What the exercise asks -> Filter the entries and keep only the lines where the string "reading" appears.

Data supplied Block Start

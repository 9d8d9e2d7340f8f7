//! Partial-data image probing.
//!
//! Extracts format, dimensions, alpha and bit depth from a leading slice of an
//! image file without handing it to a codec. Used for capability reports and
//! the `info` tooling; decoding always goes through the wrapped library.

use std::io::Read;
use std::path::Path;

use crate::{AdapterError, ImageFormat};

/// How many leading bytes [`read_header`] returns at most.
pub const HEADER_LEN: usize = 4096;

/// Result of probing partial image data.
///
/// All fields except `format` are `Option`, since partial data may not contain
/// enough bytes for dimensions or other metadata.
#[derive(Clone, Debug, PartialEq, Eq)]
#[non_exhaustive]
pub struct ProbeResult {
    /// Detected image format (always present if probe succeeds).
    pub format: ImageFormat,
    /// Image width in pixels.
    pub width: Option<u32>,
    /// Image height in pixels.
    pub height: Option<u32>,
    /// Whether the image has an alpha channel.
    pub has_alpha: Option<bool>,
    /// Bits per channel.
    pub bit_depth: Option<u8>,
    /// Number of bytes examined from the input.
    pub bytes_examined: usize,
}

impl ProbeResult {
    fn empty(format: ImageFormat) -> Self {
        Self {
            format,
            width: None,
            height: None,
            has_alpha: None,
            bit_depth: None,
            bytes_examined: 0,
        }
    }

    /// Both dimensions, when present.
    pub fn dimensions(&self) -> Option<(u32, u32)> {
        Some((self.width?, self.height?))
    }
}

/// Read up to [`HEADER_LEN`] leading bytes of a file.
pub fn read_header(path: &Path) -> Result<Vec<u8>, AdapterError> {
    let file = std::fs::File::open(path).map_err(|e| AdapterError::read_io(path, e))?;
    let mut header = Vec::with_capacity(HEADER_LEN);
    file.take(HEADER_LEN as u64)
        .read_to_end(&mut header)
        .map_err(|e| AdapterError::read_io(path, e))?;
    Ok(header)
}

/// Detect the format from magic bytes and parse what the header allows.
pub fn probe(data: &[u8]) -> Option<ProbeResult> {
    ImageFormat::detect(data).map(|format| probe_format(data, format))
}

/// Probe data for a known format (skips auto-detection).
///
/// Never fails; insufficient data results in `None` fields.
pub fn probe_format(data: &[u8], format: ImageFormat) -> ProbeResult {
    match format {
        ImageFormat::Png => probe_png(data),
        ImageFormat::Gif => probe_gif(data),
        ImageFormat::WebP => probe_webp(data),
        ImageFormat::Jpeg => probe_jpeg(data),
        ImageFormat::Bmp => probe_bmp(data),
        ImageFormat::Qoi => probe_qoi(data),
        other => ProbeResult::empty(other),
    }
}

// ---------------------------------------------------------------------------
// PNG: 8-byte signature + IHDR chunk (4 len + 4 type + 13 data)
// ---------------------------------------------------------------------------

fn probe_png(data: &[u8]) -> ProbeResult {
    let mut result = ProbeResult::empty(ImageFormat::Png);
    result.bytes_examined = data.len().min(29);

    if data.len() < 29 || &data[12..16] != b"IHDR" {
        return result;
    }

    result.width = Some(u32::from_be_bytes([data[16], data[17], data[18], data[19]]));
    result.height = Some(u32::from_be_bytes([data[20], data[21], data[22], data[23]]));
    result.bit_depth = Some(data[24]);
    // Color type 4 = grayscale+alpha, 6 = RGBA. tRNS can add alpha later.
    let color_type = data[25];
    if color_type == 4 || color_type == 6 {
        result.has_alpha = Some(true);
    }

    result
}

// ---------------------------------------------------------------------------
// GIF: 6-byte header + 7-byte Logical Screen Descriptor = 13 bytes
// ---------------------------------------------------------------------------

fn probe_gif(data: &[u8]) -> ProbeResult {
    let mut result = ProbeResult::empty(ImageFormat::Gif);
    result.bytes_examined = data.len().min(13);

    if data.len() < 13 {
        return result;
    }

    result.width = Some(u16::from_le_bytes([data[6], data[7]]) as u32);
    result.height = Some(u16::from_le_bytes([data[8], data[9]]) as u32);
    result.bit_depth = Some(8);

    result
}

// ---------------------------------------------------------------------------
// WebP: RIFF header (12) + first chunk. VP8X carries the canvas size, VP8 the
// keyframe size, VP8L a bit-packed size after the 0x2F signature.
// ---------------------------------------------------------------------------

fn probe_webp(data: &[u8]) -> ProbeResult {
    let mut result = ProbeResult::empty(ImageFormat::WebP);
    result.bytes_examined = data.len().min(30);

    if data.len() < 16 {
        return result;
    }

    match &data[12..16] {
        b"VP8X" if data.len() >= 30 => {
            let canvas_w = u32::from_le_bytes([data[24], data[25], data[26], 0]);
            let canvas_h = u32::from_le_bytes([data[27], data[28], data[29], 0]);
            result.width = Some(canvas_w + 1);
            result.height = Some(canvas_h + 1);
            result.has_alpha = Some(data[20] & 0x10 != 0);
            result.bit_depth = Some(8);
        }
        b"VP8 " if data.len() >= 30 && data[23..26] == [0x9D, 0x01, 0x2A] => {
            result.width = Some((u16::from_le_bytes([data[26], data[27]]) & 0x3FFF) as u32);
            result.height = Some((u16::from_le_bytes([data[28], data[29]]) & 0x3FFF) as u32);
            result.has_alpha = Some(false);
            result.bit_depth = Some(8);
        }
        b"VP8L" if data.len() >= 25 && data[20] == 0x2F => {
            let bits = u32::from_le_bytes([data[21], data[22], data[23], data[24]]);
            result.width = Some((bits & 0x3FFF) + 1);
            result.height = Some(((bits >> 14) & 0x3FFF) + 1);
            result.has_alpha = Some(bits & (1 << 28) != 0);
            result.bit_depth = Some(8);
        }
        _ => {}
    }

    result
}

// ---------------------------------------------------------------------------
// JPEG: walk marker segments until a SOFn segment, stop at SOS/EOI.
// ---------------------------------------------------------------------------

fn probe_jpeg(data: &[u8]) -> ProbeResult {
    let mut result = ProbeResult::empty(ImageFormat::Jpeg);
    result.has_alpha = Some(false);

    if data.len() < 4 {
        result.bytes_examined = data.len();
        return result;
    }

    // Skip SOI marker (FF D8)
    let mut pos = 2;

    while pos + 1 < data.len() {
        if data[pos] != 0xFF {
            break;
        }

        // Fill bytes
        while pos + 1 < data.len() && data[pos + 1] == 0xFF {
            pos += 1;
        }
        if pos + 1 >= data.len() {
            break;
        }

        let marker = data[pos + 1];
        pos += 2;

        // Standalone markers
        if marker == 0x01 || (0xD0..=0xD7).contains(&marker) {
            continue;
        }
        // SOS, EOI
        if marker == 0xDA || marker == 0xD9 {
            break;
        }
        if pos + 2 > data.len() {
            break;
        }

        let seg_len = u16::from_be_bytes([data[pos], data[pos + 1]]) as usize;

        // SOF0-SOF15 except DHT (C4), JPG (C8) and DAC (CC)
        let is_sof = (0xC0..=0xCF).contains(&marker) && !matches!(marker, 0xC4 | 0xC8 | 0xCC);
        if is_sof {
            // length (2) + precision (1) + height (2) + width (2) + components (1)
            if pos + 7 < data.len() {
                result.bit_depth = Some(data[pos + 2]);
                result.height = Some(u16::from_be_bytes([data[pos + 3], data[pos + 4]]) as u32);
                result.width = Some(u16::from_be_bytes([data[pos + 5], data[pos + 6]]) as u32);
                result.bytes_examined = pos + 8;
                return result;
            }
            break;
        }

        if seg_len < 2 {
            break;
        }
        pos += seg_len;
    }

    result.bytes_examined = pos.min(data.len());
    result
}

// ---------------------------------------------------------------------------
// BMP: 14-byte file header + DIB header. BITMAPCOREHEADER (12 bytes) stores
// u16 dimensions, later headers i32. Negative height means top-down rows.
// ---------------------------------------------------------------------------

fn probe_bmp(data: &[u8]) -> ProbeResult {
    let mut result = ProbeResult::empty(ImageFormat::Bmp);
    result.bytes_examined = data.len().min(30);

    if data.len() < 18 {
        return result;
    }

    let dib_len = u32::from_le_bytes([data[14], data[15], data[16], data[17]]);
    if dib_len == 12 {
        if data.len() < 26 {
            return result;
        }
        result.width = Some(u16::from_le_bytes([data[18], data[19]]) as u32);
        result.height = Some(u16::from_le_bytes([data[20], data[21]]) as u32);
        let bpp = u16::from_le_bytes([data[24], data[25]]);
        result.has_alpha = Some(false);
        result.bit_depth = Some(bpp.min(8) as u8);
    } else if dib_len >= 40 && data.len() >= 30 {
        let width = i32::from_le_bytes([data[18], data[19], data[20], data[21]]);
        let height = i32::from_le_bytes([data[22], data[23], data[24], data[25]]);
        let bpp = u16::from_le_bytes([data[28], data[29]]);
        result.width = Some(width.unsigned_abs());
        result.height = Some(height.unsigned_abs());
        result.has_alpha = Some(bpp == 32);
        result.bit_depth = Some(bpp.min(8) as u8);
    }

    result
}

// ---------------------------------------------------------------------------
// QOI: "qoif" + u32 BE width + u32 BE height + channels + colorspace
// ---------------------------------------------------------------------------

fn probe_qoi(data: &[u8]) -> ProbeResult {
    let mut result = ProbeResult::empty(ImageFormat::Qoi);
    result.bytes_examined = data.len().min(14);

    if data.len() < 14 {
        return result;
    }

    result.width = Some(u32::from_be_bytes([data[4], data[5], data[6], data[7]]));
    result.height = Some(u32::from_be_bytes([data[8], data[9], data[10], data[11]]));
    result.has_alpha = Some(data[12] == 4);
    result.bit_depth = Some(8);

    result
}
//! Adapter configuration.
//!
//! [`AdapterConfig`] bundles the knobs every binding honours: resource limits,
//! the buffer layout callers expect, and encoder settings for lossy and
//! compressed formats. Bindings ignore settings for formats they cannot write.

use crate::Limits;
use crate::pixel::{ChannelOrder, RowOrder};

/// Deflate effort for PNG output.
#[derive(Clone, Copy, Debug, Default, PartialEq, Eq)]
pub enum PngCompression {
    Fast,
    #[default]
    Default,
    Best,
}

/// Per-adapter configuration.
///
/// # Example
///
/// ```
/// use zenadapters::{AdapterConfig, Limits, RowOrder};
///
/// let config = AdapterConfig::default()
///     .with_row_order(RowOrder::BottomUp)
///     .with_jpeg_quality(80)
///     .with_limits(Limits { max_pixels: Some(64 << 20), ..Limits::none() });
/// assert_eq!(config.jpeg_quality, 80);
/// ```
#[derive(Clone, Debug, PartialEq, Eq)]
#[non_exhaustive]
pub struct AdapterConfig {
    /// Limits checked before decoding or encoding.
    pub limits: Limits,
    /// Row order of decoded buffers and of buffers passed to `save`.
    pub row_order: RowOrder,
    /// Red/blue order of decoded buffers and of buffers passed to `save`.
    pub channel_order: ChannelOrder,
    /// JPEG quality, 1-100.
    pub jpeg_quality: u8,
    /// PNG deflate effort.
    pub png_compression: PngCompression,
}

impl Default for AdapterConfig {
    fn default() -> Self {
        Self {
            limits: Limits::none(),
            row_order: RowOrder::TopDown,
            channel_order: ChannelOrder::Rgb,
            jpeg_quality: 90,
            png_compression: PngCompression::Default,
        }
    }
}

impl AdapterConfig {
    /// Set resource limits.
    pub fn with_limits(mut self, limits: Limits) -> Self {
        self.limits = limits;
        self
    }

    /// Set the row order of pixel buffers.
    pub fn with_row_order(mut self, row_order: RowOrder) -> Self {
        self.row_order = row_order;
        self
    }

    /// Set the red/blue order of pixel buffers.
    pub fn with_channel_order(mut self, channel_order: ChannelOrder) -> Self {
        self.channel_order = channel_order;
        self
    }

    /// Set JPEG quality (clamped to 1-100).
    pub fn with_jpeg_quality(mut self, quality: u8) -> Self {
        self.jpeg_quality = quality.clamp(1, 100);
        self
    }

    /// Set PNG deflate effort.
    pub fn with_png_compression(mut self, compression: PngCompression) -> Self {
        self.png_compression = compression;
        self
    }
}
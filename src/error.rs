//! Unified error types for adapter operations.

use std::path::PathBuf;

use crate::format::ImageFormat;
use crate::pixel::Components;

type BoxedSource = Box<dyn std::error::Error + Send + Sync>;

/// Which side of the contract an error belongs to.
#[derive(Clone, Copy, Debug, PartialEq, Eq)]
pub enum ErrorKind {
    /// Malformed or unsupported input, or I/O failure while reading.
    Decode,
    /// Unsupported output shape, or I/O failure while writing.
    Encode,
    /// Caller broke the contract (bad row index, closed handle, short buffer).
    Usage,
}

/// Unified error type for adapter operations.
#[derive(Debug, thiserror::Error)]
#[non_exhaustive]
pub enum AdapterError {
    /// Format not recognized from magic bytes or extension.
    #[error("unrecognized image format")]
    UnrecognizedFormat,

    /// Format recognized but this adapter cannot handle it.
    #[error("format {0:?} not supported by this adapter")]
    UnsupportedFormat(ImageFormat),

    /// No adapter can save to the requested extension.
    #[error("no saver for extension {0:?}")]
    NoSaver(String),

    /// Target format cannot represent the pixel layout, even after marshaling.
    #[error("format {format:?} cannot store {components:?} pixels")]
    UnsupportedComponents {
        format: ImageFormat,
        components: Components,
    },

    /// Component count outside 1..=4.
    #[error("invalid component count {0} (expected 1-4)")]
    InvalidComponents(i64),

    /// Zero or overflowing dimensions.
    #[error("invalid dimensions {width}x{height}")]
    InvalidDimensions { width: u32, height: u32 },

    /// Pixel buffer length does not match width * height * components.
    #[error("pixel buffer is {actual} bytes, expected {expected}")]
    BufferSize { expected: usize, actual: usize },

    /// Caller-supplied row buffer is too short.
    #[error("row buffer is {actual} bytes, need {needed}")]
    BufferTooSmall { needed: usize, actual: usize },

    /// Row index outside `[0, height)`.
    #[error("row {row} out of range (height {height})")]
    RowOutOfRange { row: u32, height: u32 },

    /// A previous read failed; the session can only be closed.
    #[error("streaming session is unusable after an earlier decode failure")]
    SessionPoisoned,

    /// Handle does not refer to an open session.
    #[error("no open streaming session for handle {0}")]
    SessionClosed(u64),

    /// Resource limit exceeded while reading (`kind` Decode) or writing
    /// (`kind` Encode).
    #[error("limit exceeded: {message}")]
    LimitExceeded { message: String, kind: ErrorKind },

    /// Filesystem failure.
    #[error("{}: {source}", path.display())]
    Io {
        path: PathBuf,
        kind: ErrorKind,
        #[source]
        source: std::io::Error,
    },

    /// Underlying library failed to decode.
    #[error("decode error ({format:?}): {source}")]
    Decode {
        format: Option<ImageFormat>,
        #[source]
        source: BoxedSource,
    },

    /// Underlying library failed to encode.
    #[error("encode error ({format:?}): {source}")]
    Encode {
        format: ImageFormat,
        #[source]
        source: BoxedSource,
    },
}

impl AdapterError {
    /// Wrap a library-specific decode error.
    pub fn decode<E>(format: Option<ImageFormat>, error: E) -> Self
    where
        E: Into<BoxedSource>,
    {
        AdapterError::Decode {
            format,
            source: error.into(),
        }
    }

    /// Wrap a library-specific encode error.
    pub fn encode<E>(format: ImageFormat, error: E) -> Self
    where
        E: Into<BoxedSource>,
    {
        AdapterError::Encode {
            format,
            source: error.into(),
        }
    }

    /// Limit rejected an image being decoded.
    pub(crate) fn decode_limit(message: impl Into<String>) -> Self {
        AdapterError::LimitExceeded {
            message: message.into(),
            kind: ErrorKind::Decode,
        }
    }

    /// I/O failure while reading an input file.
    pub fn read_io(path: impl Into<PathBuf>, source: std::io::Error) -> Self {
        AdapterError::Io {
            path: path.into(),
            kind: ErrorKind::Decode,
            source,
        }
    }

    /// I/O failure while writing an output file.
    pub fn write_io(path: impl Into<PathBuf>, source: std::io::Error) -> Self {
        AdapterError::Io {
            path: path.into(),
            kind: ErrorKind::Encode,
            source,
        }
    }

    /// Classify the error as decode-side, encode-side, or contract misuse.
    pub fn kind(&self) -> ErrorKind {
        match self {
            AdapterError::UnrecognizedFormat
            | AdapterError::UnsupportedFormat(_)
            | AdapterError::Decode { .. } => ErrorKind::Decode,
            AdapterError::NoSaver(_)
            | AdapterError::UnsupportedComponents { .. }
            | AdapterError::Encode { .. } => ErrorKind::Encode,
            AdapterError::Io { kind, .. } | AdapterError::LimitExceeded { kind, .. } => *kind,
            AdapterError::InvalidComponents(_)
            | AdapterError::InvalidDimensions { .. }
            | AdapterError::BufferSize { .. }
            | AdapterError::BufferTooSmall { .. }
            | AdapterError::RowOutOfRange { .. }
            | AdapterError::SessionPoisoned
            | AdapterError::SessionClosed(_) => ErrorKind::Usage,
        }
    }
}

Data supplied Block End

Written reply ->
    /// Malformed or unsupported input, or I/O failure while reading.
    /// Resource limit exceeded while reading (`kind` Decode) or writing
    /// I/O failure while reading an input file.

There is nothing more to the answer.